Significant gain in decreased morbidity and prevention of mortality could result from aggressive application of modern intensive-care level of treatment. Every effort should be made to apply such modalities to patients with complications of vaccination that appear to have as a component toxic or septic shock, or DIC.

This section is not meant as a definitive guide to the diagnosis and treatment of these shock conditions, but to serve as a reminder that a major effort should be made in seriously ill patients with complications of vaccination to apply the best modern technology and care to reduce morbidity and mortality.

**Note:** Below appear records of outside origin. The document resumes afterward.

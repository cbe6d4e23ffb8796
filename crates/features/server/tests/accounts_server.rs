use accounts_domain::config::AccountsConfig;
use accounts_server::storage::UserStorage;
use accounts_server::{
    AccountsServer, AuthenticationService, ConnectionInfo, DatabaseManager, MemoryStorage,
    NewUser, ServerError, ServerOptions, ServicesMap, User,
};
use async_trait::async_trait;
use serde_json::{Value, json};
use std::any::Any;
use std::sync::{Arc, OnceLock};

/// Accepts any known username, no secret required.
#[derive(Debug, Default)]
struct UsernameService {
    store: OnceLock<DatabaseManager>,
}

#[async_trait]
impl AuthenticationService for UsernameService {
    fn service_name(&self) -> &'static str {
        "username"
    }

    fn set_store(&self, store: DatabaseManager) {
        let _ = self.store.set(store);
    }

    async fn authenticate(&self, params: Value) -> Result<Option<User>, ServerError> {
        let store = self.store.get().ok_or("store not set")?;
        let username = params["username"].as_str().unwrap_or_default();
        Ok(store.find_user_by_username(username).await?)
    }

    fn as_any(&self) -> &dyn Any {
        self
    }
}

async fn setup() -> AccountsServer {
    setup_with(AccountsConfig::with_secret("secret")).await
}

async fn setup_with(config: AccountsConfig) -> AccountsServer {
    let db = DatabaseManager::from_storage(Arc::new(MemoryStorage::new()));
    db.create_user(NewUser { username: Some("alice".into()), ..NewUser::default() })
        .await
        .unwrap();

    let mut services = ServicesMap::new();
    services.insert("username".into(), Arc::new(UsernameService::default()));

    AccountsServer::new(ServerOptions::new(config, db), services).unwrap()
}

fn info() -> ConnectionInfo {
    ConnectionInfo { ip: Some("10.0.0.1".into()), user_agent: Some("tests".into()) }
}

#[tokio::test]
async fn login_resume_refresh_logout() {
    let server = setup().await;

    let login = server
        .login_with_service("username", json!({ "username": "alice" }), info())
        .await
        .unwrap();
    assert_eq!(login.user.username.as_deref(), Some("alice"));

    let resumed = server.resume_session(&login.tokens.access_token).await.unwrap();
    assert_eq!(resumed.id, login.user.id);

    let refreshed = server
        .refresh_tokens(&login.tokens.access_token, &login.tokens.refresh_token, info())
        .await
        .unwrap();
    assert_eq!(refreshed.session_id, login.session_id);

    server.logout(&refreshed.tokens.access_token).await.unwrap();
    let err = server.resume_session(&login.tokens.access_token).await.unwrap_err();
    assert!(matches!(err, ServerError::InvalidSession { .. }));
}

#[tokio::test]
async fn unknown_user_is_an_invalid_credential() {
    let server = setup().await;
    let err = server
        .login_with_service("username", json!({ "username": "mallory" }), info())
        .await
        .unwrap_err();
    assert!(matches!(err, ServerError::InvalidCredentials { .. }));
    assert_eq!(err.to_string(), "Invalid credentials");
}

#[tokio::test]
async fn unmatched_login_without_reason_stays_generic() {
    let config =
        AccountsConfig { ambiguous_error_messages: false, ..AccountsConfig::with_secret("secret") };
    let server = setup_with(config).await;
    let err = server
        .login_with_service("username", json!({ "username": "mallory" }), info())
        .await
        .unwrap_err();
    assert_eq!(err.to_string(), "Invalid credentials");
}

#[tokio::test]
async fn unknown_service_is_reported() {
    let server = setup().await;
    let err = server.login_with_service("oauth", json!({}), info()).await.unwrap_err();
    assert!(matches!(err, ServerError::ServiceNotFound { .. }));
    assert_eq!(err.to_string(), "Service 'oauth' is not registered");
}

#[tokio::test]
async fn mismatched_token_pairs_are_rejected() {
    let server = setup().await;
    let first = server
        .login_with_service("username", json!({ "username": "alice" }), info())
        .await
        .unwrap();
    let second = server
        .login_with_service("username", json!({ "username": "alice" }), info())
        .await
        .unwrap();

    let err = server
        .refresh_tokens(&first.tokens.access_token, &second.tokens.refresh_token, info())
        .await
        .unwrap_err();
    assert!(matches!(err, ServerError::InvalidSession { .. }));
}

#[tokio::test]
async fn services_are_reachable_by_type() {
    let server = setup().await;
    assert!(server.service_as::<UsernameService>("username").is_some());
    assert!(server.service("password").is_none());
    assert!(server.find_user_by_id("missing").await.unwrap().is_none());
}

#[test]
fn blank_secret_is_rejected() {
    let db = DatabaseManager::from_storage(Arc::new(MemoryStorage::new()));
    let err = AccountsServer::new(
        ServerOptions::new(AccountsConfig::with_secret("  "), db),
        ServicesMap::new(),
    )
    .unwrap_err();
    assert!(matches!(err, ServerError::Config { .. }));
}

Diagnostic and Clinical Considerations

Septic Shock

The symptom complex of the usually sudden onset of fever, chills, myalgias, and change in mental status (agitation, irritability, restlessness, delirium, confusion, or even stupor or coma) should lead to the diagnosis of septicemia. Tachycardia, tachypnea, hypotension establish impending or actual shock. End organ failure may supervene as evidenced by cyanosis (pulmonary), jaundice (hepatic), anuria (renal) and congestive heart failure (cardiac). With infection of the central nervous system, convulsions, meningeal signs and focal neurologic signs occur. Adult respiratory distress syndrome may intervene.


The laboratory findings include positive cultures from blood and other sites (in the case of vaccinia, virus or viral antigens may be detected), leucocytosis with shifts to the left, thrombocytopenia, hypoxemia, alterations in electrolytes, and reduction in serum concentrations of iron, glucose, and calcium. Hyperbilirubinemia will be seen in hepatic failure and signs of renal failure will be detected in the urine and by azotemia. Imaging studies may be necessary with pulmonary, central nervous system or abdominal findings.

Consultation with intensivists is strongly advised to establish the diagnosis and to institute appropriate ICU-level treatment.

Therapeutic Principles

First, use VIG aggressively to reduce the virus load and potentially to reduce circulating “toxins” of the virus or induced by the virus as it infects other sites from viremia. Having accomplished that, the principles of treatment include:

•  Maintenance of vascular competence by adequate fluid replacement to ensure blood flow to vital organs
•  Use of vasopressors to support blood pressure
•  Maintenance of the airway and provision of adequate oxygenation
•  Appropriate use of antimicrobial agents to treat potential and/or identified bacterial infection.
•  Management of multiple organ failure
•  Treat congestive heart failure
•  Dialysis p.r.n.
•  Use of agents to reduce intracranial pressure
•  Appropriate antibiotics if bacterial infection is present
•  Treatment of anemia, if present
•  Counteract toxin presence with appropriate anti-toxin medications, as available at the time (e.g. anti-endotoxin antibody, anti-tumor necrosis factor)

In effect, a major intensive care effort should be undertaken in consultation with appropriate specialists.